Alles das sind erhebliche Vorbehalte gegen blindes Vertrauen auf die Relavanz der Meßwerte von Herrn Kuhn für die Praxis. Ich sehe beispielsweise in der Verwendung der Farbtemperatur 3200 K (also einer sehr stark rotlastigen Spektralverteilung) eine unzulässige Begünstigung der Dachkantferngläser mit Silberverspiegelung, da Silber eine im Blaubereich gegenüber Aluminium und dielektrischer Verspiegelung deutlich abfallende und im Rotbereich (bis ins Infrarot hinein) stark ansteigende Relexionsgradkurve hat. Davon wäre aber in der letzten Tabelle von Herrn Kuhn vom 11.4.2004 wohl nur das Nikon 10x42 HG (mit dem relativen Wert 104,1%) betroffen, weil meines Wissens dieses das einzige Fernglas seiner Auswahl mit Silberverspiegelung ist.

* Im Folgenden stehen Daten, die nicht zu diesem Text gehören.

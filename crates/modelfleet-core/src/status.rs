use std::fmt;
use std::str::FromStr;

use serde::{Deserialize, Serialize};

#[derive(Clone, Copy, Debug, Deserialize, Eq, PartialEq, Serialize)]
#[serde(rename_all = "snake_case")]
pub enum JobStatus {
    Pending,
    Queued,
    Running,
    Completed,
    Failed,
    Cancelled,
}

impl JobStatus {
    pub fn is_terminal(&self) -> bool {
        matches!(
            self,
            JobStatus::Completed | JobStatus::Failed | JobStatus::Cancelled
        )
    }

    pub fn can_transition_to(&self, next: JobStatus) -> bool {
        use JobStatus::*;

        matches!(
            (self, next),
            (Pending, Queued)
                | (Pending, Running)
                | (Pending, Cancelled)
                | (Queued, Running)
                | (Queued, Cancelled)
                | (Running, Completed)
                | (Running, Failed)
                | (Running, Cancelled)
        )
    }

    pub fn as_str(&self) -> &'static str {
        match self {
            JobStatus::Pending => "pending",
            JobStatus::Queued => "queued",
            JobStatus::Running => "running",
            JobStatus::Completed => "completed",
            JobStatus::Failed => "failed",
            JobStatus::Cancelled => "cancelled",
        }
    }
}

impl FromStr for JobStatus {
    type Err = anyhow::Error;

    fn from_str(value: &str) -> Result<Self, Self::Err> {
        match value {
            "pending" => Ok(JobStatus::Pending),
            "queued" => Ok(JobStatus::Queued),
            "running" => Ok(JobStatus::Running),
            "completed" => Ok(JobStatus::Completed),
            "failed" => Ok(JobStatus::Failed),
            "cancelled" => Ok(JobStatus::Cancelled),
            _ => Err(anyhow::anyhow!("unknown job status: {}", value)),
        }
    }
}

impl fmt::Display for JobStatus {
    fn fmt(&self, formatter: &mut fmt::Formatter<'_>) -> fmt::Result {
        write!(formatter, "{}", self.as_str())
    }
}

#[derive(Clone, Copy, Debug, Deserialize, Eq, PartialEq, Serialize)]
#[serde(rename_all = "snake_case")]
pub enum VersionStatus {
    Draft,
    Testing,
    Approved,
    Released,
    Deprecated,
}

impl VersionStatus {
    pub fn is_terminal(&self) -> bool {
        matches!(self, VersionStatus::Deprecated)
    }

    pub fn can_transition_to(&self, next: VersionStatus) -> bool {
        use VersionStatus::*;

        matches!(
            (self, next),
            (Draft, Testing)
                | (Draft, Approved)
                | (Draft, Deprecated)
                | (Testing, Approved)
                | (Testing, Deprecated)
                | (Approved, Released)
                | (Approved, Deprecated)
                | (Released, Deprecated)
        )
    }

    pub fn as_str(&self) -> &'static str {
        match self {
            VersionStatus::Draft => "draft",
            VersionStatus::Testing => "testing",
            VersionStatus::Approved => "approved",
            VersionStatus::Released => "released",
            VersionStatus::Deprecated => "deprecated",
        }
    }
}

impl FromStr for VersionStatus {
    type Err = anyhow::Error;

    fn from_str(value: &str) -> Result<Self, Self::Err> {
        match value {
            "draft" => Ok(VersionStatus::Draft),
            "testing" => Ok(VersionStatus::Testing),
            "approved" => Ok(VersionStatus::Approved),
            "released" => Ok(VersionStatus::Released),
            "deprecated" => Ok(VersionStatus::Deprecated),
            _ => Err(anyhow::anyhow!("unknown version status: {}", value)),
        }
    }
}

impl fmt::Display for VersionStatus {
    fn fmt(&self, formatter: &mut fmt::Formatter<'_>) -> fmt::Result {
        write!(formatter, "{}", self.as_str())
    }
}

#[derive(Clone, Copy, Debug, Deserialize, Eq, PartialEq, Serialize)]
#[serde(rename_all = "snake_case")]
pub enum DeploymentStatus {
    Pending,
    Downloading,
    Installing,
    Completed,
    Failed,
}

impl DeploymentStatus {
    pub fn is_terminal(&self) -> bool {
        matches!(self, DeploymentStatus::Completed | DeploymentStatus::Failed)
    }

    pub fn can_transition_to(&self, next: DeploymentStatus) -> bool {
        use DeploymentStatus::*;

        matches!(
            (self, next),
            (Pending, Downloading)
                | (Pending, Installing)
                | (Pending, Completed)
                | (Pending, Failed)
                | (Downloading, Installing)
                | (Downloading, Completed)
                | (Downloading, Failed)
                | (Installing, Completed)
                | (Installing, Failed)
                | (Failed, Pending)
        )
    }

    pub fn as_str(&self) -> &'static str {
        match self {
            DeploymentStatus::Pending => "pending",
            DeploymentStatus::Downloading => "downloading",
            DeploymentStatus::Installing => "installing",
            DeploymentStatus::Completed => "completed",
            DeploymentStatus::Failed => "failed",
        }
    }
}

impl FromStr for DeploymentStatus {
    type Err = anyhow::Error;

    fn from_str(value: &str) -> Result<Self, Self::Err> {
        match value {
            "pending" => Ok(DeploymentStatus::Pending),
            "downloading" => Ok(DeploymentStatus::Downloading),
            "installing" => Ok(DeploymentStatus::Installing),
            "completed" => Ok(DeploymentStatus::Completed),
            "failed" => Ok(DeploymentStatus::Failed),
            _ => Err(anyhow::anyhow!("unknown deployment status: {}", value)),
        }
    }
}

impl fmt::Display for DeploymentStatus {
    fn fmt(&self, formatter: &mut fmt::Formatter<'_>) -> fmt::Result {
        write!(formatter, "{}", self.as_str())
    }
}

#[derive(Clone, Copy, Debug, Deserialize, Eq, PartialEq, Serialize)]
#[serde(rename_all = "snake_case")]
pub enum FailureKind {
    Transient,
    Permanent,
}

impl FailureKind {
    pub fn as_str(&self) -> &'static str {
        match self {
            FailureKind::Transient => "transient",
            FailureKind::Permanent => "permanent",
        }
    }
}

impl FromStr for FailureKind {
    type Err = anyhow::Error;

    fn from_str(value: &str) -> Result<Self, Self::Err> {
        match value {
            "transient" => Ok(FailureKind::Transient),
            "permanent" => Ok(FailureKind::Permanent),
            _ => Err(anyhow::anyhow!("unknown failure kind: {}", value)),
        }
    }
}

#[derive(Clone, Copy, Debug, Deserialize, Eq, PartialEq, Serialize)]
#[serde(rename_all = "snake_case")]
pub enum RolloutStatus {
    InProgress,
    Succeeded,
    PartiallyFailed,
}
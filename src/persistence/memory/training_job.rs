use async_trait::async_trait;
use std::{
    collections::HashMap,
    sync::{Arc, Mutex, MutexGuard},
};

use modelfleet_core::JobStatus;

use crate::{
    models::TrainingJob,
    persistence::{PersistableModel, Persistence, TrainingJobPersistence},
};

#[derive(Debug)]
pub struct TrainingJobMemoryPersistence {
    models: Arc<Mutex<HashMap<String, TrainingJob>>>,
}

#[async_trait]
impl Persistence<TrainingJob> for TrainingJobMemoryPersistence {
    async fn create(&self, job: &TrainingJob) -> anyhow::Result<String> {
        let mut locked_jobs = self.get_models_locked()?;

        locked_jobs.insert(job.get_id(), job.clone());

        Ok(job.get_id())
    }

    async fn update(&self, job: &TrainingJob) -> anyhow::Result<u64> {
        let mut locked_jobs = self.get_models_locked()?;

        match locked_jobs.get(&job.get_id()) {
            Some(existing) if existing.get_sequence() == job.get_sequence() => {
                let mut updated_job = job.clone();
                updated_job.set_sequence(job.get_sequence() + 1);
                locked_jobs.insert(updated_job.get_id(), updated_job);

                Ok(1)
            }
            _ => Ok(0),
        }
    }

    async fn get_by_id(&self, job_id: &str) -> anyhow::Result<Option<TrainingJob>> {
        let locked_jobs = self.get_models_locked()?;

        match locked_jobs.get(job_id) {
            Some(fetched_job) => Ok(Some(fetched_job.clone())),
            None => Ok(None),
        }
    }

    async fn list(&self) -> anyhow::Result<Vec<TrainingJob>> {
        let locked_jobs = self.get_models_locked()?;

        let jobs = locked_jobs.values().cloned().collect();

        Ok(jobs)
    }
}

#[async_trait]
impl TrainingJobPersistence for TrainingJobMemoryPersistence {
    async fn get_by_organization_id(
        &self,
        organization_id: &str,
    ) -> anyhow::Result<Vec<TrainingJob>> {
        let locked_jobs = self.get_models_locked()?;

        let mut jobs_for_organization = Vec::new();
        for job in locked_jobs.values() {
            if job.organization_id == organization_id {
                jobs_for_organization.push(job.clone());
            }
        }

        Ok(jobs_for_organization)
    }

    async fn get_by_status(&self, status: JobStatus) -> anyhow::Result<Vec<TrainingJob>> {
        let locked_jobs = self.get_models_locked()?;

        let mut jobs_with_status = Vec::new();
        for job in locked_jobs.values() {
            if job.status == status {
                jobs_with_status.push(job.clone());
            }
        }

        Ok(jobs_with_status)
    }
}

impl TrainingJobMemoryPersistence {
    fn get_models_locked(&self) -> anyhow::Result<MutexGuard<HashMap<String, TrainingJob>>> {
        match self.models.lock() {
            Ok(locked_jobs) => Ok(locked_jobs),
            Err(_) => Err(anyhow::anyhow!("failed to acquire lock")),
        }
    }
}

impl Default for TrainingJobMemoryPersistence {
    fn default() -> Self {
        Self {
            models: Arc::new(Mutex::new(HashMap::new())),
        }
    }
}

#[cfg(test)]
mod tests {
    use modelfleet_core::test::get_job_fixture;

    use super::*;

    #[tokio::test]
    async fn test_create_get_update() {
        let job_persistence = TrainingJobMemoryPersistence::default();
        let job: TrainingJob = get_job_fixture(None).into();

        job_persistence.create(&job).await.unwrap();

        let fetched_job = job_persistence.get_by_id(&job.id).await.unwrap().unwrap();
        assert_eq!(fetched_job.id, job.id);
        assert_eq!(fetched_job.sequence, 0);

        let mut updated_job = fetched_job.clone();
        updated_job.status = JobStatus::Running;

        let updated_count = job_persistence.update(&updated_job).await.unwrap();
        assert_eq!(updated_count, 1);

        let fetched_job = job_persistence.get_by_id(&job.id).await.unwrap().unwrap();
        assert_eq!(fetched_job.status, JobStatus::Running);
        assert_eq!(fetched_job.sequence, 1);
    }

    #[tokio::test]
    async fn test_update_rejects_stale_sequence() {
        let job_persistence = TrainingJobMemoryPersistence::default();
        let job: TrainingJob = get_job_fixture(None).into();

        job_persistence.create(&job).await.unwrap();

        let mut first_writer = job.clone();
        first_writer.status = JobStatus::Running;
        assert_eq!(job_persistence.update(&first_writer).await.unwrap(), 1);

        // second writer still holds sequence 0 and must lose the race
        let mut second_writer = job.clone();
        second_writer.status = JobStatus::Cancelled;
        assert_eq!(job_persistence.update(&second_writer).await.unwrap(), 0);

        let fetched_job = job_persistence.get_by_id(&job.id).await.unwrap().unwrap();
        assert_eq!(fetched_job.status, JobStatus::Running);
    }

    #[tokio::test]
    async fn test_get_by_organization_and_status() {
        let job_persistence = TrainingJobMemoryPersistence::default();

        let job: TrainingJob = get_job_fixture(Some("job-one")).into();
        job_persistence.create(&job).await.unwrap();

        let mut other_org_job: TrainingJob = get_job_fixture(Some("job-two")).into();
        other_org_job.organization_id = "another-org".to_string();
        job_persistence.create(&other_org_job).await.unwrap();

        let jobs = job_persistence
            .get_by_organization_id(&job.organization_id)
            .await
            .unwrap();
        assert_eq!(jobs.len(), 1);
        assert_eq!(jobs[0].id, "job-one");

        let pending_jobs = job_persistence
            .get_by_status(JobStatus::Pending)
            .await
            .unwrap();
        assert_eq!(pending_jobs.len(), 2);
    }
}
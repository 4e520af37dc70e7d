use std::time::Duration;

#[derive(Clone, Debug)]
pub struct SchedulerConfig {
    // per-organization ceiling on jobs in {pending, queued, running}
    pub max_concurrent_jobs: usize,
    pub admission_tick: Duration,
}

impl Default for SchedulerConfig {
    fn default() -> Self {
        Self {
            max_concurrent_jobs: 2,
            admission_tick: Duration::from_secs(1),
        }
    }
}

impl SchedulerConfig {
    pub fn from_env() -> Self {
        let defaults = Self::default();

        Self {
            max_concurrent_jobs: env_parsed(
                "MAX_CONCURRENT_JOBS_PER_ORG",
                defaults.max_concurrent_jobs,
            ),
            admission_tick: Duration::from_secs(env_parsed(
                "ADMISSION_TICK_SECONDS",
                defaults.admission_tick.as_secs(),
            )),
        }
    }
}

#[derive(Clone, Debug)]
pub struct RolloutConfig {
    // fleet-wide cap on simultaneous installs
    pub max_concurrent_installs: usize,
    // manual RetryDeployment ceiling
    pub retry_limit: i32,
    // automatic requeues for transient failures before manual intervention
    pub auto_retry_limit: i32,
    pub auto_retry_backoff: Vec<Duration>,
    pub rollout_tick: Duration,
}

impl Default for RolloutConfig {
    fn default() -> Self {
        Self {
            max_concurrent_installs: 4,
            retry_limit: 3,
            auto_retry_limit: 2,
            auto_retry_backoff: vec![Duration::from_secs(30), Duration::from_secs(120)],
            rollout_tick: Duration::from_secs(1),
        }
    }
}

impl RolloutConfig {
    pub fn from_env() -> Self {
        let defaults = Self::default();

        let auto_retry_backoff = match dotenvy::var("AUTO_RETRY_BACKOFF_SECONDS") {
            Ok(raw) => {
                let parsed: Vec<Duration> = raw
                    .split(',')
                    .filter_map(|part| part.trim().parse::<u64>().ok())
                    .map(Duration::from_secs)
                    .collect();

                if parsed.is_empty() {
                    defaults.auto_retry_backoff.clone()
                } else {
                    parsed
                }
            }
            Err(_) => defaults.auto_retry_backoff.clone(),
        };

        Self {
            max_concurrent_installs: env_parsed(
                "MAX_CONCURRENT_INSTALLS",
                defaults.max_concurrent_installs,
            ),
            retry_limit: env_parsed("DEPLOYMENT_RETRY_LIMIT", defaults.retry_limit),
            auto_retry_limit: env_parsed("DEPLOYMENT_AUTO_RETRY_LIMIT", defaults.auto_retry_limit),
            auto_retry_backoff,
            rollout_tick: Duration::from_secs(env_parsed(
                "ROLLOUT_TICK_SECONDS",
                defaults.rollout_tick.as_secs(),
            )),
        }
    }
}

fn env_parsed<T: std::str::FromStr>(name: &str, default: T) -> T {
    dotenvy::var(name)
        .ok()
        .and_then(|value| value.parse().ok())
        .unwrap_or(default)
}
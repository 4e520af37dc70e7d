use async_trait::async_trait;
use std::{
    collections::HashMap,
    sync::{Arc, Mutex, MutexGuard},
};

use crate::{
    models::EdgeTarget,
    persistence::{EdgeTargetPersistence, PersistableModel, Persistence},
};

#[derive(Debug)]
pub struct EdgeTargetMemoryPersistence {
    models: Arc<Mutex<HashMap<String, EdgeTarget>>>,
}

#[async_trait]
impl Persistence<EdgeTarget> for EdgeTargetMemoryPersistence {
    async fn create(&self, target: &EdgeTarget) -> anyhow::Result<String> {
        let mut locked_targets = self.get_models_locked()?;

        locked_targets.insert(target.get_id(), target.clone());

        Ok(target.get_id())
    }

    async fn update(&self, target: &EdgeTarget) -> anyhow::Result<u64> {
        let mut locked_targets = self.get_models_locked()?;

        match locked_targets.get(&target.get_id()) {
            Some(existing) if existing.get_sequence() == target.get_sequence() => {
                let mut updated_target = target.clone();
                updated_target.set_sequence(target.get_sequence() + 1);
                locked_targets.insert(updated_target.get_id(), updated_target);

                Ok(1)
            }
            _ => Ok(0),
        }
    }

    async fn get_by_id(&self, target_id: &str) -> anyhow::Result<Option<EdgeTarget>> {
        let locked_targets = self.get_models_locked()?;

        match locked_targets.get(target_id) {
            Some(fetched_target) => Ok(Some(fetched_target.clone())),
            None => Ok(None),
        }
    }

    async fn list(&self) -> anyhow::Result<Vec<EdgeTarget>> {
        let locked_targets = self.get_models_locked()?;

        let targets = locked_targets.values().cloned().collect();

        Ok(targets)
    }
}

#[async_trait]
impl EdgeTargetPersistence for EdgeTargetMemoryPersistence {
    async fn upsert(&self, target: &EdgeTarget) -> anyhow::Result<u64> {
        let mut locked_targets = self.get_models_locked()?;

        locked_targets.insert(target.get_id(), target.clone());

        Ok(1)
    }

    async fn get_matching_module(&self, ai_module: &str) -> anyhow::Result<Vec<EdgeTarget>> {
        let locked_targets = self.get_models_locked()?;

        let mut matching_targets = Vec::new();
        for target in locked_targets.values() {
            if target.supports_module(ai_module) {
                matching_targets.push(target.clone());
            }
        }

        Ok(matching_targets)
    }
}

impl EdgeTargetMemoryPersistence {
    fn get_models_locked(&self) -> anyhow::Result<MutexGuard<HashMap<String, EdgeTarget>>> {
        match self.models.lock() {
            Ok(locked_targets) => Ok(locked_targets),
            Err(_) => Err(anyhow::anyhow!("failed to acquire lock")),
        }
    }
}

impl Default for EdgeTargetMemoryPersistence {
    fn default() -> Self {
        Self {
            models: Arc::new(Mutex::new(HashMap::new())),
        }
    }
}
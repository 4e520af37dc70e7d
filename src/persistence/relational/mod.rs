mod deployment;
mod edge_target;
mod model_version;
mod training_job;

pub use deployment::DeploymentRelationalPersistence;
pub use edge_target::EdgeTargetRelationalPersistence;
pub use model_version::ModelVersionRelationalPersistence;
pub use training_job::TrainingJobRelationalPersistence;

Trotz dieser Bedenken und Einschränkungen halte ich die Meßwerte von Herrn Kuhn für nützlich, wenn man sie nicht überbewertet und nicht aus unterschiedlichen Nachkommastellen Qualitätsurteile ableitet, sondern sie Werte nur als grobe Anhaltswerte betrachtet. In der Praxis sind Unterschiede erst in der Größenordnung von ca. 2 bis 3% wirklich bemerkbar und somit relevant, und dafür ist die Tabelle von Herrn Kuhn genau genug. Soweit ich die dort angegebenen Ferngläser aus eigener Erfahrung kenne, und das sind doch ziemlich viele, entsprechen die relativen Transmissionswerte doch recht gut meinen visuellen Eindrücken von der jeweiligen Bildhelligkeit (auch nach meinem hier schon mehrfach vorgestellten und empfohlenen „Papiertest”, auf den ich übrigens in den nächsten Tagen wegen der völlig unsinnigen Kritik eines sich Kompetenz anmaßenden Dummkopfs im Forum Astronomie.de noch einmal ausführlich eingehen werde, sobald ich dafür ausreichend Zeit finde).